06 novembro 2008

Um bicho poderoso de quatro patas
(buscando o remédio)

Traço no chão com cuidado o mundo do meu olho,
dentro dele me deito com as mãos sobre o peito.
Relembro os passos com o gavião,
o sol, os riachos, os pássaros.
Recordo as andanças com o bacurau,
o céu, as sombras, os astros.
Mas o remédio se esconde talvez
nos silêncios das planícies e charcos;
ou antes, ou depois, ou debaixo
de cada passo, de cada pensamento,
ou dentro, quem sabe, da percussão do tambor.
Dor, amor, destino,
tudo amarrado num único nó.
Medito deitado: o que quero?
Reavivar alguns sonhos e ser um com eles,
descansar sobre folhas perfumadas,
me acalentar com histórias que ouvia quando menino.
Durmo não durmo. Duvido. Me deixo levar.
No escuro, sozinho, me retraio, me encolho.
Mas vejo... Sim, vejo... Penso que vejo
entre as fogueiras no céu e as fumaças na terra
um bicho poderoso de quatro patas.
Oh! Uma onça?
Uma onça que me mata...
não, que me marca
com quatro tiras de sangue no braço,
fontes que escorrem para dentro da minha mão.

11 comentários:

lyani disse...

Tem presentinho no meu blog pra você ^^
Bjos

Alex Sens disse...

Delícia - o remédio tá nessa poesia, nesses ares. Cara, cada verso soluça de um jeito, de forma luminosa.
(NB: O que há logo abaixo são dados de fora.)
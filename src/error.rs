use thiserror::Error;

/// Failure reported by the transport underneath a session
#[derive(Debug, Clone, PartialEq, Eq, Error)]
pub enum TransportError {
    #[error("Failed to open stream: {0}")]
    Open(String),
    #[error("Stream failed: {message}")]
    Stream { message: String },
    #[error("Stream closed")]
    Closed,
}

impl TransportError {
    pub fn stream(message: impl Into<String>) -> Self {
        Self::Stream {
            message: message.into(),
        }
    }
}

/// Why a one-shot query produced no response
#[derive(Debug, Error)]
pub enum QueryError {
    #[error(transparent)]
    Transport(#[from] TransportError),
    #[error("Transport rejected the initial frame")]
    InitialWriteRejected,
    #[error("Transport rejected audio chunk {index}")]
    AudioChunkRejected { index: usize },
}
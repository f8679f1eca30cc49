use crate::backtrack::BacktrackExecutor;
use crate::emit;
use crate::exec;
use crate::exec::MatchProducer;
use crate::indexing::Input;
use crate::insn::CompiledRegex;
use crate::parse;

use std::fmt;
use std::str::FromStr;

pub use crate::parse::Error;

/// Flags used to control parsing and matching.
/// Parsed from a flag string; each letter may appear at most once.
#[derive(Debug, Copy, Clone, Default, PartialEq, Eq)]
pub struct Flags {
    /// The 'g' flag: find all matches instead of just the first one.
    pub global: bool,

    /// The 'i' flag: case-insensitive matching.
    pub icase: bool,

    /// The 'm' flag: ^ and $ match at line separators, not just the input
    /// boundaries.
    pub multiline: bool,

    /// The 's' flag: . matches line separators as well.
    pub dot_all: bool,

    /// The 'u' flag: the pattern and input are sequences of Unicode code
    /// points rather than bare code units.
    pub unicode: bool,

    /// The 'y' flag: a match must start exactly at the given offset.
    pub sticky: bool,
}

impl Flags {
    /// Parse a flag string. Unknown letters and duplicates are errors.
    pub fn parse(s: &str) -> Result<Flags, Error> {
        let mut result = Flags::default();
        for c in s.chars() {
            let field = match c {
                'g' => &mut result.global,
                'i' => &mut result.icase,
                'm' => &mut result.multiline,
                's' => &mut result.dot_all,
                'u' => &mut result.unicode,
                'y' => &mut result.sticky,
                _ => return parse::error(format!("Unknown flag '{}'", c)),
            };
            if *field {
                return parse::error(format!("Duplicate flag '{}'", c));
            }
            *field = true;
        }
        Ok(result)
    }
}

impl fmt::Display for Flags {
    fn fmt(&self, f: &mut fmt::Formatter) -> fmt::Result {
        if self.global {
            f.write_str("g")?;
        }
        if self.icase {
            f.write_str("i")?;
        }
        if self.multiline {
            f.write_str("m")?;
        }
        if self.dot_all {
            f.write_str("s")?;
        }
        if self.unicode {
            f.write_str("u")?;
        }
        if self.sticky {
            f.write_str("y")?;
        }
        Ok(())
    }
}

/// Range is used to express the extent of a match, as indexes into the
/// input's UTF-16 code units.
pub type Range = std::ops::Range<usize>;

/// An iterator type which yields `Match`es found in a UTF-16 string.
pub type Matches<'r, 't> = exec::Matches<BacktrackExecutor<'r, 't>>;

/// A Match represents a portion of a string which was found to match a
/// Regex. All offsets count UTF-16 code units.
#[derive(Debug, Clone)]
pub struct Match {
    /// The total range of the match. Note this may be empty, if the regex
    /// matched an empty string.
    pub range: Range,

    /// The list of captures. This has length equal to the number of
    /// capturing groups in the regex. For each capture, if the value is
    /// None, that group did not match (for example, it was in a not-taken
    /// branch of an alternation). If the value is Some, the group did match
    /// with the enclosed range.
    pub captures: Vec<Option<Range>>,

    // A list of capture group names. This is either:
    //   - Empty, if there were no named capture groups.
    //   - A list of names with length `captures.len()`, corresponding to
    //     the capture group names in order. Groups without names have an
    //     empty string.
    pub(crate) group_names: Box<[Box<str>]>,
}

impl Match {
    /// Access a group by index. Index 0 is the total match, index 1 is the
    /// first capture group.
    #[inline]
    pub fn group(&self, idx: usize) -> Option<Range> {
        if idx == 0 {
            Some(self.range.clone())
        } else {
            self.captures[idx - 1].clone()
        }
    }

    /// Access a named group by name.
    #[inline]
    pub fn named_group(&self, name: &str) -> Option<Range> {
        // Empty strings are used as sentinels to indicate unnamed groups.
        if name.is_empty() {
            return None;
        }
        let pos = self.group_names.iter().position(|s| s.as_ref() == name)?;
        self.captures[pos].clone()
    }

    /// \return the number of groups, counting the whole match as group 0.
    #[inline]
    pub fn len(&self) -> usize {
        self.captures.len() + 1
    }

    /// Always false: a match always includes group 0.
    #[inline]
    pub fn is_empty(&self) -> bool {
        false
    }

    /// Returns the range over the starting and ending offsets of the match.
    #[inline]
    pub fn range(&self) -> Range {
        self.range.clone()
    }

    /// Returns the starting offset of the match.
    #[inline]
    pub fn start(&self) -> usize {
        self.range.start
    }

    /// Returns the ending offset of the match.
    #[inline]
    pub fn end(&self) -> usize {
        self.range.end
    }

    /// Return an iterator over a Match. The first returned value is the
    /// total match, and subsequent values represent the capture groups.
    #[inline]
    pub fn groups(&self) -> Groups {
        Groups::new(self)
    }

    /// Return an iterator over the named groups of a Match.
    #[inline]
    pub fn named_groups(&self) -> NamedGroups {
        NamedGroups::new(self)
    }
}

/// An iterator over the capture groups of a [`Match`]
///
/// This struct is created by the [`groups`] method on [`Match`].
///
/// [`Match`]: struct.Match.html
/// [`groups`]: struct.Match.html#method.groups
#[derive(Clone)]
pub struct Groups<'m> {
    mat: &'m Match,
    i: usize,
    max: usize,
}

impl<'m> Groups<'m> {
    #[inline]
    fn new(mat: &'m Match) -> Self {
        Self {
            mat,
            i: 0,
            max: mat.captures.len() + 1,
        }
    }
}

impl Iterator for Groups<'_> {
    type Item = Option<Range>;

    #[inline]
    fn next(&mut self) -> Option<Self::Item> {
        let i = self.i;
        if i < self.max {
            self.i += 1;
            Some(self.mat.group(i))
        } else {
            None
        }
    }
}

/// An iterator over the named capture groups of a [`Match`]
///
/// This struct is created by the [`named_groups`] method on [`Match`].
///
/// [`Match`]: struct.Match.html
/// [`named_groups`]: struct.Match.html#method.named_groups
#[derive(Clone)]
pub struct NamedGroups<'m> {
    mat: &'m Match,
    next_group_name_idx: usize,
}

impl<'m> NamedGroups<'m> {
    #[inline]
    fn new(mat: &'m Match) -> Self {
        Self {
            mat,
            next_group_name_idx: 0,
        }
    }
}

impl<'m> Iterator for NamedGroups<'m> {
    type Item = (&'m str, Option<Range>);

    #[inline]
    fn next(&mut self) -> Option<Self::Item> {
        // Increment next_group_name_idx until we find a non-empty name.
        debug_assert!(self.next_group_name_idx <= self.mat.group_names.len());
        let end = self.mat.group_names.len();
        let mut idx = self.next_group_name_idx;
        while idx < end && self.mat.group_names[idx].is_empty() {
            idx += 1;
        }
        if idx == end {
            return None;
        }
        let name = self.mat.group_names[idx].as_ref();
        let range = self.mat.captures[idx].clone();
        self.next_group_name_idx = idx + 1;
        Some((name, range))
    }
}

/// A Regex is the compiled version of a pattern.
#[derive(Debug, Clone)]
pub struct Regex {
    cr: CompiledRegex,
}

impl Regex {
    /// Construct a regex by parsing `pattern` using the default flags.
    /// An Error may be returned if the syntax is invalid.
    /// Note that this is rather expensive; prefer to cache a Regex which is
    /// intended to be used more than once.
    #[inline]
    pub fn new(pattern: &str) -> Result<Regex, Error> {
        Self::with_flags(pattern, "")
    }

    /// Construct a regex by parsing `pattern` with a flag string like
    /// `"imu"`. The web-compatibility relaxations of ECMA-262 Annex B are
    /// honored when the `u` flag is absent.
    #[inline]
    pub fn with_flags(pattern: &str, flags: &str) -> Result<Regex, Error> {
        Self::build(pattern, flags, true)
    }

    /// As `with_flags`, but with the Annex B relaxations disabled.
    #[inline]
    pub fn strict(pattern: &str, flags: &str) -> Result<Regex, Error> {
        Self::build(pattern, flags, false)
    }

    fn build(pattern: &str, flags: &str, annex_b: bool) -> Result<Regex, Error> {
        let flags = Flags::parse(flags)?;
        let ire = parse::try_parse(pattern, flags, annex_b)?;
        let cr = emit::emit(&ire)?;
        Ok(Regex { cr })
    }

    /// Scan `text` for a match starting at or after the code-unit offset
    /// `start`. With the sticky flag, only a match starting exactly at
    /// `start` is reported.
    pub fn exec(&self, text: &[u16], start: usize) -> Option<Match> {
        let input = Input::new(text, self.cr.flags.unicode);
        let mut executor = BacktrackExecutor::new(&self.cr, input);
        let mut next_start = None;
        executor.next_match(start, &mut next_start)
    }

    /// Searches `text` to find the first match.
    /// The text is converted to UTF-16 internally; match offsets count
    /// UTF-16 code units, which coincide with byte offsets for ASCII text.
    pub fn find(&self, text: &str) -> Option<Match> {
        let units: Vec<u16> = text.encode_utf16().collect();
        self.exec(&units, 0)
    }

    /// Returns an iterator over non-overlapping matches in `text`, starting
    /// at the code-unit offset `start`.
    pub fn find_iter_utf16<'r, 't>(&'r self, text: &'t [u16], start: usize) -> Matches<'r, 't> {
        let input = Input::new(text, self.cr.flags.unicode);
        exec::Matches::new(BacktrackExecutor::new(&self.cr, input), start)
    }

    /// \return the pattern re-serialized from its parsed form.
    pub fn source(&self) -> &str {
        &self.cr.pattern
    }

    /// \return the flags the regex was compiled with.
    pub fn flags(&self) -> Flags {
        self.cr.flags
    }

    /// \return the name of the given capture group, if it has one.
    /// Group indices start at 1.
    pub fn group_name(&self, index: usize) -> Option<&str> {
        if index == 0 {
            return None;
        }
        self.cr.group_name(index - 1)
    }
}

impl fmt::Display for Regex {
    fn fmt(&self, f: &mut fmt::Formatter) -> fmt::Result {
        fmt::Display::fmt(&self.cr, f)
    }
}

impl FromStr for Regex {
    type Err = Error;

    /// Attempts to parse a string into a regular expression
    #[inline]
    fn from_str(s: &str) -> Result<Self, Error> {
        Self::new(s)
    }
}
Sempre - sempre mesmo - me sinto bem com cada palavra, tão bem cuidada e sobreposta. Como numa mesa bonita.

Abração.

Tentativas Poemáticas disse...

Amigo dauri
O que o amigo audaciosamente chama de poemas são, no meu audacioso entendimento, verdadeiros POEMAS.
Parabéns!
Obrigado pela visita e tão apetitoso comentário.
Um grande abraço.
António

tossan disse...

Maravilhoso! Gostoso de ler, flui...Abraço

lugirão disse...

Visitando pela primeira vez, e gostando muito do seu falar, aos amigos costumo dizer que poesia não sei comentar, só sentir, parabéns.

Esther disse...

Dauri,

que coisa boa seu blog!
Parabéns pela leveza que consegues passar e pelo sentimento forte através das palavras


"È possível acariciar pessoas com palavras"

Fitzgerald

ou instigar e fazer pensar também!


bj

Sandra Leite disse...

Dauri, remédio é a sua palavra. Leve, fulgaz. Precisa, exata, completa. Palavra que revela. Palavra que traduz. Palavra espelho de todos nós. Que sentimento profundo esse que provoca a sua palavra.

beijo

F. S. Júnior disse...

poemas xâmanicos, gostei disto... escrever sobre a natureza é sempre um desafio incrível, como sabes nunca consigo deixar de falar das dores do coração... abraços, meu fiel leitor e amigo poeta.

KÁTIA CORRÊA DE CARLI disse...

Querido Dauri

Desculpe a ausência prolongada, ando passando por uns perrengues, mas sei que estou em excelentes mãos, tanto aqui (JE) quanto lá em cima...
Agora é esperar o remédio, e nem preciso buscar, como seu poema, pois quem vai buscar é o Jorge (rs)
Saudades daqui...
beijo e bom fim de semana

JOICE WORM disse...

Bom, por sua causa e por causa da beleza de poesia, estava eu distraidamente a comer um chocolate. Me perdi na leitura, o chocolate derreteu nos meus dedos, caiu na minha calça branca, e escreveu uma letra... D. Depois do ato que fiz para retirar o pedeço... Acha normal?? hehe... Mas não me zanguei. Lambi a calça também... Sou meio doida!

mundo azul disse...

Seus versos são uma verdadeira viagem... Viajamos com você!


Beijos de luz e um final de semana especial!!!